A hot topic in the Internet of Things (IoT) marketplace in the past year has been the security of these new home ecosystems, with many being concerned about hackers gaining access to their homes in ways unforeseen by IoT manufacturers.
Those fears, to an extent, have been found accurate. It was recently discovered that a vulnerability within the Android app of Belkin’s WeMo-branded IoT devices allowed hackers to gain access to phones connected to the devices. This included being able to take images from the phones and even track the phone’s movements, according to Motherboard.
The revelation comes from Scott Tenaglia and Joe Tanen, of Invincea Labs. The two security researchers discovered the security issue in the WeMo app, allowing them access to things they should not have had access to. For their part, Belkin notes the bug in the app was fixed in August, though the vulnerability in the WeMo devices still exists. Belkin says a manual update for the appliance is coming soon.

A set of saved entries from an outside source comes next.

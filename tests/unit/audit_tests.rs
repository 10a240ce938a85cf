//! Unit tests for the per-row pipeline and the batch runner

use std::collections::HashMap;
use std::fs;

use pretty_assertions::assert_eq;
use tempfile::TempDir;

use sql_filter_audit::audit::{audit_row, QueryRow, RowOutcome};
use sql_filter_audit::stores::FilterListStore;
use sql_filter_audit::{run_audit, AuditOptions};

fn row(path: Option<&str>, sql: Option<&str>) -> QueryRow {
    QueryRow {
        path: path.map(str::to_string),
        sql: sql.map(str::to_string),
    }
}

fn audit(row: &QueryRow, dir: &TempDir) -> RowOutcome {
    let store = FilterListStore::new(dir.path());
    audit_row(row, &store, &HashMap::new(), &HashMap::new()).unwrap()
}

#[test]
fn test_blank_sql_is_skipped() {
    let dir = TempDir::new().unwrap();
    assert!(matches!(
        audit(&row(Some("/a/Report"), None), &dir),
        RowOutcome::Skipped(_)
    ));
    assert!(matches!(
        audit(&row(Some("/a/Report"), Some("   \n  ")), &dir),
        RowOutcome::Skipped(_)
    ));
}

#[test]
fn test_path_without_separator_is_invalid() {
    let dir = TempDir::new().unwrap();
    assert_eq!(
        audit(&row(Some("Report"), Some("SELECT 1")), &dir),
        RowOutcome::Commentary("Invalid Path provided.".to_string())
    );
    assert_eq!(
        audit(&row(None, Some("SELECT 1")), &dir),
        RowOutcome::Commentary("Invalid Path provided.".to_string())
    );
}

#[test]
fn test_unregistered_source_identity() {
    let dir = TempDir::new().unwrap();
    assert_eq!(
        audit(&row(Some("/shared/Mystery Report"), Some("SELECT 1")), &dir),
        RowOutcome::Commentary("Filter file 'Mystery Report.txt' not found.".to_string())
    );
}

#[test]
fn test_commentary_for_registered_source() {
    let dir = TempDir::new().unwrap();
    fs::write(dir.path().join("Sales Dashboard.txt"), "region\nfiscal_year\n").unwrap();

    let sql = "SELECT * FROM sales WHERE region IN ('east','west','north')";
    let outcome = audit(&row(Some("/shared/Sales Dashboard"), Some(sql)), &dir);

    let RowOutcome::Commentary(commentary) = outcome else {
        panic!("expected commentary");
    };
    assert!(commentary.contains("region (region): 3 filters"));
    assert!(commentary.contains("fiscal_year (fiscal_year)"));
}

#[test]
fn test_known_issue_note_appended() {
    let dir = TempDir::new().unwrap();
    fs::write(dir.path().join("Sales Dashboard.txt"), "region\n").unwrap();

    let store = FilterListStore::new(dir.path());
    let known_issues = HashMap::from([("Sales Dashboard".to_string(), "4821".to_string())]);
    let outcome = audit_row(
        &row(Some("/shared/Sales Dashboard"), Some("SELECT * FROM t WHERE region = 'east'")),
        &store,
        &HashMap::new(),
        &known_issues,
    )
    .unwrap();

    let RowOutcome::Commentary(commentary) = outcome else {
        panic!("expected commentary");
    };
    assert!(commentary.ends_with(
        "Note: A similar issue has been documented on the PSR Confluence page under PSR #4821."
    ));
}

#[test]
fn test_redesigned_workbook_note_appended() {
    let dir = TempDir::new().unwrap();
    fs::write(dir.path().join("Inventory Turns Analysis.txt"), "region\n").unwrap();

    let outcome = audit(
        &row(
            Some("/shared/Inventory Turns Analysis"),
            Some("SELECT * FROM t WHERE region = 'east'"),
        ),
        &dir,
    );

    let RowOutcome::Commentary(commentary) = outcome else {
        panic!("expected commentary");
    };
    assert!(commentary.contains("Note: In the 20.4 workbook redesign"));
}

#[test]
fn test_no_where_clause_commentary_still_gets_notes() {
    let dir = TempDir::new().unwrap();
    fs::write(dir.path().join("Sales Dashboard.txt"), "region\n").unwrap();

    let store = FilterListStore::new(dir.path());
    let known_issues = HashMap::from([("Sales Dashboard".to_string(), "77".to_string())]);
    let outcome = audit_row(
        &row(Some("/shared/Sales Dashboard"), Some("SELECT 1 FROM dual")),
        &store,
        &HashMap::new(),
        &known_issues,
    )
    .unwrap();

    let RowOutcome::Commentary(commentary) = outcome else {
        panic!("expected commentary");
    };
    assert!(commentary.starts_with("No WHERE clause found in the SQL query."));
    assert!(commentary.contains("PSR #77"));
}

#[test]
fn test_run_audit_batch_end_to_end() {
    let dir = TempDir::new().unwrap();
    let filters_dir = dir.path().join("filters");
    fs::create_dir(&filters_dir).unwrap();
    fs::write(filters_dir.join("Sales Dashboard.txt"), "region\nfiscal_year\n").unwrap();

    let display_names_path = dir.path().join("display_names.json");
    fs::write(&display_names_path, r#"{"region": "Sales Region"}"#).unwrap();

    let input_path = dir.path().join("rows.json");
    fs::write(
        &input_path,
        r#"[
            {"path": "/shared/Sales Dashboard",
             "sql": "SELECT * FROM sales WHERE region IN ('east','west') AND fiscal_year = 2024"},
            {"path": "/shared/Sales Dashboard", "sql": null},
            {"path": "Sales Dashboard", "sql": "SELECT 1"}
        ]"#,
    )
    .unwrap();

    let output_path = run_audit(AuditOptions {
        input_path: input_path.clone(),
        output_path: None,
        filters_dir,
        display_names_path: Some(display_names_path),
        known_issues_path: None,
        verbose: false,
    })
    .unwrap();

    assert_eq!(output_path, dir.path().join("rows.audited.json"));

    let audited: serde_json::Value =
        serde_json::from_str(&fs::read_to_string(&output_path).unwrap()).unwrap();
    let rows = audited.as_array().unwrap();
    assert_eq!(rows.len(), 3);

    let first = rows[0]["commentary"].as_str().unwrap();
    assert!(first.starts_with(
        "The customer is executing a query that includes all mandatory filters"
    ));
    assert!(first.contains("Sales Region (region): 2 filters"));

    // Blank SQL keeps a null commentary; the batch still completes
    assert!(rows[1]["commentary"].is_null());

    assert_eq!(rows[2]["commentary"], "Invalid Path provided.");
}
//! Per-row audit pipeline and batch runner
//!
//! Each row carries the captured SQL and the originating report path. The
//! path's last segment is the source identity that selects the mandatory
//! filter list and the known-issue reference. Every row-level failure turns
//! into replacement commentary or a skip for that row; the batch never
//! aborts.

use std::fs;
use std::path::Path;

use serde::{Deserialize, Serialize};

use crate::engine::{self, DisplayNameMap};
use crate::error::FilterAuditError;
use crate::stores::{FilterListStore, KnownIssueMap};

/// The redesigned workbook keeps its own explanatory note; see
/// [`REDESIGN_NOTE`].
const REDESIGNED_WORKBOOK: &str = "Inventory Turns Analysis";

/// Appended verbatim for the redesigned workbook, whose dashboard filters
/// were replaced by standard ones and would otherwise read as missing.
const REDESIGN_NOTE: &str = "Note: In the 20.4 workbook redesign, the Advanced Time Prompt \
     dashboard filter was replaced with standard filters such as Fiscal Calendar, Year, \
     Quarter, and Period, in addition to the other mentioned filters.";

/// One captured query row from the batch input.
#[derive(Debug, Clone, Deserialize, Serialize)]
pub struct QueryRow {
    /// Originating report path; the segment after the last '/' is the
    /// source identity.
    pub path: Option<String>,
    /// Captured physical SQL for the row.
    pub sql: Option<String>,
}

/// A query row with its audit commentary attached.
#[derive(Debug, Clone, Serialize)]
pub struct AuditedRow {
    #[serde(flatten)]
    pub row: QueryRow,
    /// Null when the row was skipped (no SQL text to analyze).
    pub commentary: Option<String>,
}

/// Outcome of auditing one row.
#[derive(Debug, Clone, PartialEq, Eq)]
pub enum RowOutcome {
    /// Commentary to attach to the row — either a filter report or a
    /// row-level diagnostic replacing it.
    Commentary(String),
    /// The row cannot be analyzed at all; carries the diagnostic.
    Skipped(String),
}

/// Derive the source identity from a report path: the segment after the
/// last '/'. Paths without a separator carry no identity.
pub fn source_identity(path: Option<&str>) -> Option<&str> {
    let path = path?;
    if !path.contains('/') {
        return None;
    }
    path.rsplit('/').next()
}

/// Audit one query row against the loaded stores.
///
/// Errors are only returned for unreadable filter files; everything
/// row-shaped (blank SQL, bad path, unregistered source) resolves to a
/// [`RowOutcome`].
pub fn audit_row(
    row: &QueryRow,
    filter_store: &FilterListStore,
    display_names: &DisplayNameMap,
    known_issues: &KnownIssueMap,
) -> Result<RowOutcome, FilterAuditError> {
    let Some(sql) = row.sql.as_deref().filter(|s| !s.trim().is_empty()) else {
        return Ok(RowOutcome::Skipped("row has no SQL text".to_string()));
    };

    let Some(source) = source_identity(row.path.as_deref()) else {
        return Ok(RowOutcome::Commentary("Invalid Path provided.".to_string()));
    };

    let Some(mandatory_filters) = filter_store.load(source)? else {
        return Ok(RowOutcome::Commentary(format!(
            "Filter file '{}' not found.",
            FilterListStore::file_name(source)
        )));
    };

    let cleaned_sql = engine::strip_joins(sql);
    let where_clause = engine::extract_where(&cleaned_sql);
    let result = where_clause
        .as_deref()
        .map(|clause| engine::categorize(clause, &mandatory_filters));

    let source_note = (source == REDESIGNED_WORKBOOK).then_some(REDESIGN_NOTE);
    let known_issue = known_issues.get(source).map(String::as_str);

    Ok(RowOutcome::Commentary(engine::compose(
        result.as_ref(),
        display_names,
        known_issue,
        source_note,
    )))
}

/// Read a row batch from a JSON array file.
pub fn read_rows(path: &Path) -> Result<Vec<QueryRow>, FilterAuditError> {
    let content = fs::read_to_string(path).map_err(|source| FilterAuditError::BatchReadError {
        path: path.to_path_buf(),
        source,
    })?;
    serde_json::from_str(&content).map_err(|source| FilterAuditError::BatchParseError {
        path: path.to_path_buf(),
        source,
    })
}

/// Write the audited batch as pretty-printed JSON.
pub fn write_rows(path: &Path, rows: &[AuditedRow]) -> Result<(), FilterAuditError> {
    let json = serde_json::to_string_pretty(rows).expect("audited rows serialize to JSON");
    fs::write(path, json).map_err(|source| FilterAuditError::ReportWriteError {
        path: path.to_path_buf(),
        source,
    })
}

There is no need to rush and turn off all of your WeMo devices, but this is yet another reminder that security has been a bit lax for some IoT devices. The convenience of controlling everything in your home from the coffee maker to the heater with your phone is appealing but as has been demonstrated here, the security holes can leave you in a troublesome situation.
This particular issue seems to be resolved, with Belkin fixing the app exploit and updating the devices to close the security flaw. It also may have been a situation where someone was on the same network as all the devices too. But the fact remains, this will not be the last time we hear about IoT device security issues.